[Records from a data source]
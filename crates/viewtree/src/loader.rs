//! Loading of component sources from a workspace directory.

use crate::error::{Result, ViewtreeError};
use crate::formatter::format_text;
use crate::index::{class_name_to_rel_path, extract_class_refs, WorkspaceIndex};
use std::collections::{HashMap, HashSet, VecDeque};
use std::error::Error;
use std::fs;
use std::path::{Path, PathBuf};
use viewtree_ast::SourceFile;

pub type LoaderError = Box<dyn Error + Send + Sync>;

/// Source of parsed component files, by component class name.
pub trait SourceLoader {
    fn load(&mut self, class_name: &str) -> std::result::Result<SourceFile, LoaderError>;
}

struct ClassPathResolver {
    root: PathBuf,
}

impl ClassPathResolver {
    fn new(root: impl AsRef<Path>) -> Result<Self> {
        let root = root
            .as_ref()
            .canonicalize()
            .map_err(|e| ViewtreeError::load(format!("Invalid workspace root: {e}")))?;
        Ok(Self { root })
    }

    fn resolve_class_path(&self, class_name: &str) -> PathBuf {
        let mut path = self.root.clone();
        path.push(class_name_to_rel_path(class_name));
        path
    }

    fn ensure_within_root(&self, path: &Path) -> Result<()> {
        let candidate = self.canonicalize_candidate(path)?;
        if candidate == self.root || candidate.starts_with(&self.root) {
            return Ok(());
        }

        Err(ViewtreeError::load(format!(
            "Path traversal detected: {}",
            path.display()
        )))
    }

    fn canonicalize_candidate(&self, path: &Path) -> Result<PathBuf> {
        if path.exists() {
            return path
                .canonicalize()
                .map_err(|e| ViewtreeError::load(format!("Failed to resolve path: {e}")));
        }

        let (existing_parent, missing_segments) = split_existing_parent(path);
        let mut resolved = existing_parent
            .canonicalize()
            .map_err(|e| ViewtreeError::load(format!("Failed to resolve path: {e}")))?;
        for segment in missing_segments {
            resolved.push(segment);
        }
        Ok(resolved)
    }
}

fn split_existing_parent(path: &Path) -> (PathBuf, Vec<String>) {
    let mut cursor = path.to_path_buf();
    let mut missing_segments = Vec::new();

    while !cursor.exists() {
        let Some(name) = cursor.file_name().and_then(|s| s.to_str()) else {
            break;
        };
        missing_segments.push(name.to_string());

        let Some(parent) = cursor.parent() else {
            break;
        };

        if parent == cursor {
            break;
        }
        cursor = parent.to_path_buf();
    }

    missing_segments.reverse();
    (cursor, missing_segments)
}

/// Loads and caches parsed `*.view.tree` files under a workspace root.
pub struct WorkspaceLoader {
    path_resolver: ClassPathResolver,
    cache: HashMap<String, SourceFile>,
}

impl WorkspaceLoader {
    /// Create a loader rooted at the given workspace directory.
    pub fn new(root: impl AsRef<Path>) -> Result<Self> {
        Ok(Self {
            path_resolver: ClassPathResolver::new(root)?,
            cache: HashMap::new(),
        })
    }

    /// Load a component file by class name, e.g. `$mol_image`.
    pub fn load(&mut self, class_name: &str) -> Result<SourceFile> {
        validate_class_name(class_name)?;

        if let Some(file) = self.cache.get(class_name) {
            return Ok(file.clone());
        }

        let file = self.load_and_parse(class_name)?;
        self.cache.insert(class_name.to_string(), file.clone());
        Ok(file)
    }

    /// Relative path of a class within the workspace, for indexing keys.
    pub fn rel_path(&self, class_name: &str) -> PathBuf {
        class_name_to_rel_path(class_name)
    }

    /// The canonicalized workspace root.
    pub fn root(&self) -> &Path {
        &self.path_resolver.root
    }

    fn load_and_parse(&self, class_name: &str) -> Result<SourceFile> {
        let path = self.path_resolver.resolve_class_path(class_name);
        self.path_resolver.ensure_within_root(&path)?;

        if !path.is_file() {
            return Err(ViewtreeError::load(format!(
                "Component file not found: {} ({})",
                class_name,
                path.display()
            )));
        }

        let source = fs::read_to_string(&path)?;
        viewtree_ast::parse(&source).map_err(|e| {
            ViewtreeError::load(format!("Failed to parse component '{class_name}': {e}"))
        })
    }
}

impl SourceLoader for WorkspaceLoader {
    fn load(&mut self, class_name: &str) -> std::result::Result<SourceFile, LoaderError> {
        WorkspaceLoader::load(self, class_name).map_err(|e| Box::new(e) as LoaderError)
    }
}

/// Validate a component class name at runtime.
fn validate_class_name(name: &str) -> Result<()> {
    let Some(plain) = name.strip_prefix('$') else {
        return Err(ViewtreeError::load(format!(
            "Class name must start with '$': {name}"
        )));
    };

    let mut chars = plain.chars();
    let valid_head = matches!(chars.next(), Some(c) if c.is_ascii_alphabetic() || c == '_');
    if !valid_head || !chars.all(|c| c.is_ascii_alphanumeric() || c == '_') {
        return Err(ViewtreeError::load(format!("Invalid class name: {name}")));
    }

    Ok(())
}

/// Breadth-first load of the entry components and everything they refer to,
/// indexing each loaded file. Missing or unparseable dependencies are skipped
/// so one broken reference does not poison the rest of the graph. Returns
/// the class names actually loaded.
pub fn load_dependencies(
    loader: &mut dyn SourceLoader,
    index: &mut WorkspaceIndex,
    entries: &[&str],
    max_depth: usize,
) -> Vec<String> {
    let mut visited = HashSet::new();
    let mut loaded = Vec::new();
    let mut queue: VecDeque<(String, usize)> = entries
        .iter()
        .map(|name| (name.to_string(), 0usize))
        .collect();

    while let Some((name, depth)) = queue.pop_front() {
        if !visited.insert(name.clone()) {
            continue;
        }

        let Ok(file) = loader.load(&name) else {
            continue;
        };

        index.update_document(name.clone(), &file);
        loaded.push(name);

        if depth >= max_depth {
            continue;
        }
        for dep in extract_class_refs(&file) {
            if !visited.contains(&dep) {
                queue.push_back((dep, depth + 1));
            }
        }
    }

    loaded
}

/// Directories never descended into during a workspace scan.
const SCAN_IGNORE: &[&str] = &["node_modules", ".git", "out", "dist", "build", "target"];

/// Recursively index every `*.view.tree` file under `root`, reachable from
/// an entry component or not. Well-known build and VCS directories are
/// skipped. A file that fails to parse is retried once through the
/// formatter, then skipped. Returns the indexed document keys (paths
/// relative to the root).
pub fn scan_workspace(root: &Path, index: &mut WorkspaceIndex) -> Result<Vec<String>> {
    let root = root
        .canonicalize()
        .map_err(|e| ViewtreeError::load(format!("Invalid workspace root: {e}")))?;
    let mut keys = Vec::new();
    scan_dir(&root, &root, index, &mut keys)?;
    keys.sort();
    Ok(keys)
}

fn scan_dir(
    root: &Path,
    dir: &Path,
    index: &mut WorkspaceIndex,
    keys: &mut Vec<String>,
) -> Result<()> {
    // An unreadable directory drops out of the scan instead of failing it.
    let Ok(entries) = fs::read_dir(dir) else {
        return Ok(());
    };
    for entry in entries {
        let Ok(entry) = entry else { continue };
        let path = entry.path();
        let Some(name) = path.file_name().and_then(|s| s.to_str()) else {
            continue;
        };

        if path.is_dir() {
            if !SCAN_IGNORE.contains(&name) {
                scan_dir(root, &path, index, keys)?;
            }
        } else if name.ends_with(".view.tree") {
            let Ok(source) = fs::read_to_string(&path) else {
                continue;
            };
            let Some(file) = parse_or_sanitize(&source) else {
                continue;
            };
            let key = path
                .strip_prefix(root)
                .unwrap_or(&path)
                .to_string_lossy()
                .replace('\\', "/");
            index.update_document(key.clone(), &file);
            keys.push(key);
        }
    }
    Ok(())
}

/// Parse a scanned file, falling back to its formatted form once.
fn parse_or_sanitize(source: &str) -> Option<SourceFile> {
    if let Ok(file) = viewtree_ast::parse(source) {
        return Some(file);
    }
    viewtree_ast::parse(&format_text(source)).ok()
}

- _ASSIGNED TASK_: Recopy all of the records verbatim.

- _SOLUTION_:
filename crates/viewtree/src/loader.rs
//! Loading of component sources from a workspace directory.

use crate::error::{Result, ViewtreeError};
use crate::formatter::format_text;
use crate::index::{class_name_to_rel_path, extract_class_refs, WorkspaceIndex};
use std::collections::{HashMap, HashSet, VecDeque};
use std::error::Error;
use std::fs;
use std::path::{Path, PathBuf};
use viewtree_ast::SourceFile;

pub type LoaderError = Box<dyn Error + Send + Sync>;

/// Source of parsed component files, by component class name.
pub trait SourceLoader {
    fn load(&mut self, class_name: &str) -> std::result::Result<SourceFile, LoaderError>;
}

struct ClassPathResolver {
    root: PathBuf,
}

impl ClassPathResolver {
    fn new(root: impl AsRef<Path>) -> Result<Self> {
        let root = root
            .as_ref()
            .canonicalize()
            .map_err(|e| ViewtreeError::load(format!("Invalid workspace root: {e}")))?;
        Ok(Self { root })
    }

    fn resolve_class_path(&self, class_name: &str) -> PathBuf {
        let mut path = self.root.clone();
        path.push(class_name_to_rel_path(class_name));
        path
    }

    fn ensure_within_root(&self, path: &Path) -> Result<()> {
        let candidate = self.canonicalize_candidate(path)?;
        if candidate == self.root || candidate.starts_with(&self.root) {
            return Ok(());
        }

        Err(ViewtreeError::load(format!(
            "Path traversal detected: {}",
            path.display()
        )))
    }

    fn canonicalize_candidate(&self, path: &Path) -> Result<PathBuf> {
        if path.exists() {
            return path
                .canonicalize()
                .map_err(|e| ViewtreeError::load(format!("Failed to resolve path: {e}")));
        }

        let (existing_parent, missing_segments) = split_existing_parent(path);
        let mut resolved = existing_parent
            .canonicalize()
            .map_err(|e| ViewtreeError::load(format!("Failed to resolve path: {e}")))?;
        for segment in missing_segments {
            resolved.push(segment);
        }
        Ok(resolved)
    }
}

fn split_existing_parent(path: &Path) -> (PathBuf, Vec<String>) {
    let mut cursor = path.to_path_buf();
    let mut missing_segments = Vec::new();

    while !cursor.exists() {
        let Some(name) = cursor.file_name().and_then(|s| s.to_str()) else {
            break;
        };
        missing_segments.push(name.to_string());

        let Some(parent) = cursor.parent() else {
            break;
        };

        if parent == cursor {
            break;
        }
        cursor = parent.to_path_buf();
    }

    missing_segments.reverse();
    (cursor, missing_segments)
}

/// Loads and caches parsed `*.view.tree` files under a workspace root.
pub struct WorkspaceLoader {
    path_resolver: ClassPathResolver,
    cache: HashMap<String, SourceFile>,
}

impl WorkspaceLoader {
    /// Create a loader rooted at the given workspace directory.
    pub fn new(root: impl AsRef<Path>) -> Result<Self> {
        Ok(Self {
            path_resolver: ClassPathResolver::new(root)?,
            cache: HashMap::new(),
        })
    }

    /// Load a component file by class name, e.g. `$mol_image`.
    pub fn load(&mut self, class_name: &str) -> Result<SourceFile> {
        validate_class_name(class_name)?;

        if let Some(file) = self.cache.get(class_name) {
            return Ok(file.clone());
        }

        let file = self.load_and_parse(class_name)?;
        self.cache.insert(class_name.to_string(), file.clone());
        Ok(file)
    }

    /// Relative path of a class within the workspace, for indexing keys.
    pub fn rel_path(&self, class_name: &str) -> PathBuf {
        class_name_to_rel_path(class_name)
    }

    /// The canonicalized workspace root.
    pub fn root(&self) -> &Path {
        &self.path_resolver.root
    }

    fn load_and_parse(&self, class_name: &str) -> Result<SourceFile> {
        let path = self.path_resolver.resolve_class_path(class_name);
        self.path_resolver.ensure_within_root(&path)?;

        if !path.is_file() {
            return Err(ViewtreeError::load(format!(
                "Component file not found: {} ({})",
                class_name,
                path.display()
            )));
        }

        let source = fs::read_to_string(&path)?;
        viewtree_ast::parse(&source).map_err(|e| {
            ViewtreeError::load(format!("Failed to parse component '{class_name}': {e}"))
        })
    }
}

impl SourceLoader for WorkspaceLoader {
    fn load(&mut self, class_name: &str) -> std::result::Result<SourceFile, LoaderError> {
        WorkspaceLoader::load(self, class_name).map_err(|e| Box::new(e) as LoaderError)
    }
}

/// Validate a component class name at runtime.
fn validate_class_name(name: &str) -> Result<()> {
    let Some(plain) = name.strip_prefix('$') else {
        return Err(ViewtreeError::load(format!(
            "Class name must start with '$': {name}"
        )));
    };

    let mut chars = plain.chars();
    let valid_head = matches!(chars.next(), Some(c) if c.is_ascii_alphabetic() || c == '_');
    if !valid_head || !chars.all(|c| c.is_ascii_alphanumeric() || c == '_') {
        return Err(ViewtreeError::load(format!("Invalid class name: {name}")));
    }

    Ok(())
}

/// Breadth-first load of the entry components and everything they refer to,
/// indexing each loaded file. Missing or unparseable dependencies are skipped
/// so one broken reference does not poison the rest of the graph. Returns
/// the class names actually loaded.
pub fn load_dependencies(
    loader: &mut dyn SourceLoader,
    index: &mut WorkspaceIndex,
    entries: &[&str],
    max_depth: usize,
) -> Vec<String> {
    let mut visited = HashSet::new();
    let mut loaded = Vec::new();
    let mut queue: VecDeque<(String, usize)> = entries
        .iter()
        .map(|name| (name.to_string(), 0usize))
        .collect();

    while let Some((name, depth)) = queue.pop_front() {
        if !visited.insert(name.clone()) {
            continue;
        }

        let Ok(file) = loader.load(&name) else {
            continue;
        };

        index.update_document(name.clone(), &file);
        loaded.push(name);

        if depth >= max_depth {
            continue;
        }
        for dep in extract_class_refs(&file) {
            if !visited.contains(&dep) {
                queue.push_back((dep, depth + 1));
            }
        }
    }

    loaded
}

/// Directories never descended into during a workspace scan.
const SCAN_IGNORE: &[&str] = &["node_modules", ".git", "out", "dist", "build", "target"];

/// Recursively index every `*.view.tree` file under `root`, reachable from
/// an entry component or not. Well-known build and VCS directories are
/// skipped. A file that fails to parse is retried once through the
/// formatter, then skipped. Returns the indexed document keys (paths
/// relative to the root).
pub fn scan_workspace(root: &Path, index: &mut WorkspaceIndex) -> Result<Vec<String>> {
    let root = root
        .canonicalize()
        .map_err(|e| ViewtreeError::load(format!("Invalid workspace root: {e}")))?;
    let mut keys = Vec::new();
    scan_dir(&root, &root, index, &mut keys)?;
    keys.sort();
    Ok(keys)
}

fn scan_dir(
    root: &Path,
    dir: &Path,
    index: &mut WorkspaceIndex,
    keys: &mut Vec<String>,
) -> Result<()> {
    // An unreadable directory drops out of the scan instead of failing it.
    let Ok(entries) = fs::read_dir(dir) else {
        return Ok(());
    };
    for entry in entries {
        let Ok(entry) = entry else { continue };
        let path = entry.path();
        let Some(name) = path.file_name().and_then(|s| s.to_str()) else {
            continue;
        };

        if path.is_dir() {
            if !SCAN_IGNORE.contains(&name) {
                scan_dir(root, &path, index, keys)?;
            }
        } else if name.ends_with(".view.tree") {
            let Ok(source) = fs::read_to_string(&path) else {
                continue;
            };
            let Some(file) = parse_or_sanitize(&source) else {
                continue;
            };
            let key = path
                .strip_prefix(root)
                .unwrap_or(&path)
                .to_string_lossy()
                .replace('\\', "/");
            index.update_document(key.clone(), &file);
            keys.push(key);
        }
    }
    Ok(())
}

/// Parse a scanned file, falling back to its formatted form once.
fn parse_or_sanitize(source: &str) -> Option<SourceFile> {
    if let Ok(file) = viewtree_ast::parse(source) {
        return Some(file);
    }
    viewtree_ast::parse(&format_text(source)).ok()
}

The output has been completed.